Épisodes

  • La question musicale et électro de Sudan Archives avec «The BPM»
    Dec 16 2025

    Ambiance club avec l'artiste américaine Brittney Parks, connue sous le nom de Sudan Archives. Elle est actuellement en tournée américaine pour présenter son troisième album The BPM.

    Le titre de ce troisième album est presque un manifeste. « BPM » comme « battement par minute », c'est l'unité de mesure utilisée pour exprimer le tempo de la musique ou le rythme cardiaque, quantifié par le nombre de battements se produisant en une minute.

    Brittney Parks joue avec les rythmes et les styles sur cet album. Après avoir exploré sa féminité noire sur son premier album (Athena en 2019) puis revisité son adolescence sur son deuxième opus (Natural Brown Prom Queen), l'artiste multifacette poursuit sa quête musicale, elle qui est devenue une sensation de la pop indépendante en 2017 avec le titre. devenu un tube « Come Meh way »
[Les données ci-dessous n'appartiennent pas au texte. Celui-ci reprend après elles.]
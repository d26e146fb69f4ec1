use crate::app::App;
use crate::views::InputError;

pub fn display_screen(app: &App) {
    print!("{}", app.render());
    println!();
}

/// Blocking notification of a rejected submission.
pub fn display_alert(error: &InputError, line: Option<u64>) {
    match line {
        Some(line) => eprintln!("line {line}: {error}"),
        None => eprintln!("{error}"),
    }
}

pub fn display_batch_summary(accepted: usize, rejected: &[u64]) {
    println!(
        "Projects accepted/rejected/total: {}/{}/{}",
        accepted,
        rejected.len(),
        accepted + rejected.len()
    );
    if !rejected.is_empty() {
        println!("Rejected lines:");
        for line in rejected {
            println!("  - line {line}");
        }
    }
}
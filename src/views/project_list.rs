use crate::model::{Project, ProjectStatus};
use crate::state::{ProjectState, Subscription};
use std::cell::RefCell;
use std::rc::Rc;
use tracing::trace;

/// One rendered entry of a project list.
#[derive(Clone, Debug, Eq, PartialEq)]
pub struct ProjectItem {
    pub title: String,
    pub persons: String,
    pub description: String,
}

impl From<&Project> for ProjectItem {
    fn from(project: &Project) -> Self {
        Self {
            title: project.title.clone(),
            persons: format!("{} assigned", project.persons()),
            description: project.description.clone(),
        }
    }
}

/// List of the projects having a given status. The list is rebuilt from
/// scratch every time the state notifies a change.
#[derive(Debug)]
pub struct ProjectList {
    status: ProjectStatus,
    items: Rc<RefCell<Vec<ProjectItem>>>,
    subscription: Subscription,
}

impl ProjectList {
    pub fn new(status: ProjectStatus, state: &mut ProjectState) -> Self {
        let items = Rc::new(RefCell::new(Vec::new()));
        let target = Rc::clone(&items);
        let subscription = state.subscribe(move |projects| {
            let relevant = filter_by_status(&projects, status);
            let mut items = target.borrow_mut();
            items.clear();
            items.extend(relevant.into_iter().map(ProjectItem::from));
            trace!(%status, items = %items.len(), "project list rendered");
        });
        Self {
            status,
            items,
            subscription,
        }
    }

    /// Identifier of the whole widget, such as `active-projects`.
    pub fn element_id(&self) -> String {
        format!("{}-projects", self.status.name())
    }

    /// Identifier of the list inside the widget, such as
    /// `active-projects-list`.
    #[allow(dead_code)]
    pub fn list_id(&self) -> String {
        format!("{}-projects-list", self.status.name())
    }

    pub fn header(&self) -> String {
        format!("{} PROJECTS", self.status.name().to_uppercase())
    }

    #[allow(dead_code)]
    pub fn items(&self) -> Vec<ProjectItem> {
        self.items.borrow().clone()
    }

    pub fn render(&self, show_description: bool) -> String {
        let mut out = format!("[{}] {}\n", self.element_id(), self.header());
        let items = self.items.borrow();
        if items.is_empty() {
            out.push_str("  (none)\n");
        }
        for item in items.iter() {
            out.push_str(&format!("  - {} ({})\n", item.title, item.persons));
            if show_description {
                out.push_str(&format!("    {}\n", item.description));
            }
        }
        out
    }

    /// Stop following the state. Returns `false` if the list was already
    /// detached.
    #[allow(dead_code)]
    pub fn detach(&self, state: &mut ProjectState) -> bool {
        state.unsubscribe(self.subscription)
    }
}

/// Projects of `projects` having `status`, in their original order.
pub fn filter_by_status(projects: &[Project], status: ProjectStatus) -> Vec<&Project> {
    projects.iter().filter(|p| p.status == status).collect()
}
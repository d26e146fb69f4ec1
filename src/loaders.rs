use eyre::{Result, WrapErr};
use serde::Deserialize;
use std::io::Read;
use std::path::Path;
use tracing::trace;

/// One row of a batch file: the raw text of the three form fields.
#[derive(Clone, Debug, Deserialize, Eq, PartialEq)]
pub struct Submission {
    /// Physical line of the file on which the record starts.
    #[serde(skip)]
    pub line: u64,
    pub title: String,
    pub description: String,
    pub people: String,
}

/// Load submissions from a CSV file with a `title,description,people`
/// header.
pub fn load_file(path: &Path) -> Result<Vec<Submission>> {
    let file = std::fs::File::open(path)
        .wrap_err_with(|| format!("cannot open batch file {}", path.display()))?;
    load(file).wrap_err_with(|| format!("cannot load batch file {}", path.display()))
}

pub fn load<R: Read>(reader: R) -> Result<Vec<Submission>> {
    let mut reader = csv::ReaderBuilder::new().trim(csv::Trim::None).from_reader(reader);
    let headers = reader.headers().wrap_err("cannot read header")?.clone();
    let mut submissions = Vec::new();
    for record in reader.records() {
        let record = record.wrap_err("cannot read record")?;
        let line = record.position().map_or(0, csv::Position::line);
        let mut submission: Submission = record
            .deserialize(Some(&headers))
            .wrap_err_with(|| format!("invalid record on line {line}"))?;
        submission.line = line;
        trace!(?submission, "loaded submission");
        submissions.push(submission);
    }
    Ok(submissions)
}

#[cfg(test)]
mod tests {
    use super::*;

    #[test]
    fn test_load() {
        let data = "title,description,people\n\
                    Website,Build the website,3\n\
                    \"Move, office\",Pack everything,abc\n";
        let submissions = load(data.as_bytes()).unwrap();
        assert_eq!(
            submissions,
            vec![
                Submission {
                    line: 2,
                    title: "Website".into(),
                    description: "Build the website".into(),
                    people: "3".into(),
                },
                Submission {
                    line: 3,
                    title: "Move, office".into(),
                    description: "Pack everything".into(),
                    people: "abc".into(),
                },
            ]
        );
    }

    #[test]
    fn test_empty_fields_are_kept() {
        let submissions = load("title,description,people\n,,\n".as_bytes()).unwrap();
        assert_eq!(submissions.len(), 1);
        assert!(submissions[0].title.is_empty());
    }

    #[test]
    fn test_lines_follow_multiline_records() {
        let data = "title,description,people\n\"Multi\nline\",Build the website,3\nBad,Desc,9\n";
        let submissions = load(data.as_bytes()).unwrap();
        assert_eq!(
            submissions.iter().map(|s| s.line).collect::<Vec<_>>(),
            vec![2, 4]
        );
        assert_eq!(submissions[0].title, "Multi\nline");
    }

    #[test]
    fn test_missing_column() {
        assert!(load("title,description\nA,B\n".as_bytes()).is_err());
    }
}
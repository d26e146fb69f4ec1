pub use self::project::{Project, ProjectId, ProjectStatus};

mod project;
use eyre::{Result, WrapErr};
use serde::Deserialize;
use std::path::Path;

/// Constraints applied to the project form.
#[derive(Clone, Debug, Deserialize, PartialEq)]
#[serde(default, deny_unknown_fields)]
pub struct FormConfig {
    pub description_min_length: usize,
    pub people_min: u32,
    pub people_max: u32,
}

impl Default for FormConfig {
    fn default() -> Self {
        Self {
            description_min_length: 5,
            people_min: 1,
            people_max: 5,
        }
    }
}

#[derive(Clone, Debug, Deserialize, PartialEq)]
#[serde(default, deny_unknown_fields)]
pub struct DisplayConfig {
    pub show_description: bool,
}

impl Default for DisplayConfig {
    fn default() -> Self {
        Self {
            show_description: true,
        }
    }
}

#[derive(Clone, Debug, Default, Deserialize, PartialEq)]
#[serde(default, deny_unknown_fields)]
pub struct Config {
    pub form: FormConfig,
    pub display: DisplayConfig,
}

impl Config {
    pub fn load(file_name: &Path) -> Result<Self> {
        let content = std::fs::read_to_string(file_name).wrap_err_with(|| {
            format!("cannot load configuration file {}", file_name.display())
        })?;
        Self::parse(&content)
            .wrap_err_with(|| format!("cannot parse configuration file {}", file_name.display()))
    }

    pub fn parse(content: &str) -> Result<Self> {
        let config: Self = toml::from_str(content)?;
        eyre::ensure!(
            config.form.people_min >= 1,
            "form.people_min must be at least 1, got {}",
            config.form.people_min
        );
        eyre::ensure!(
            config.form.people_min <= config.form.people_max,
            "form.people_min ({}) is larger than form.people_max ({})",
            config.form.people_min,
            config.form.people_max
        );
        Ok(config)
    }
}

#[test]
fn test_defaults() {
    let config = Config::parse("").unwrap();
    assert_eq!(config, Config::default());
    assert_eq!(config.form.description_min_length, 5);
    assert_eq!((config.form.people_min, config.form.people_max), (1, 5));
    assert!(config.display.show_description);
}

#[test]
fn test_partial_override() {
    let config = Config::parse(
        r#"
        [form]
        people_max = 8

        [display]
        show_description = false
        "#,
    )
    .unwrap();
    assert_eq!(config.form.people_max, 8);
    assert_eq!(config.form.people_min, 1);
    assert!(!config.display.show_description);
}

#[test]
fn test_rejects_bad_configuration() {
    assert!(Config::parse("[form]\npeople_min = 6\npeople_max = 2\n").is_err());
    assert!(Config::parse("[form]\nunknown = 1\n").is_err());
    assert!(Config::parse("[form]\npeople_min = 0\n").is_err());
}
    En 2017, Brittney Parks, alias Sudan Archives, n'a que 23 ans mais fait déjà montre d'une singularité, avec ce métissage r'n'b, soul, électro et afropop. On y entend aussi un violon électrifié, car c'est la marque de fabrique de cette musicienne autodidacte qui a commencé son apprentissage dans l'orchestre de son église à Cincinnati dans l'Ohio.

    On l'entend jouer de l'instrument sur plusieurs titres, et on peut y déceler les influences de la musique folk irlandaise, comme sur le titre « She's got pain ». Elle ne se sépare pas de son violon. On la voit en jouer sur ses clips et sur scène, mêlant donc ses influences pop avec la technologie.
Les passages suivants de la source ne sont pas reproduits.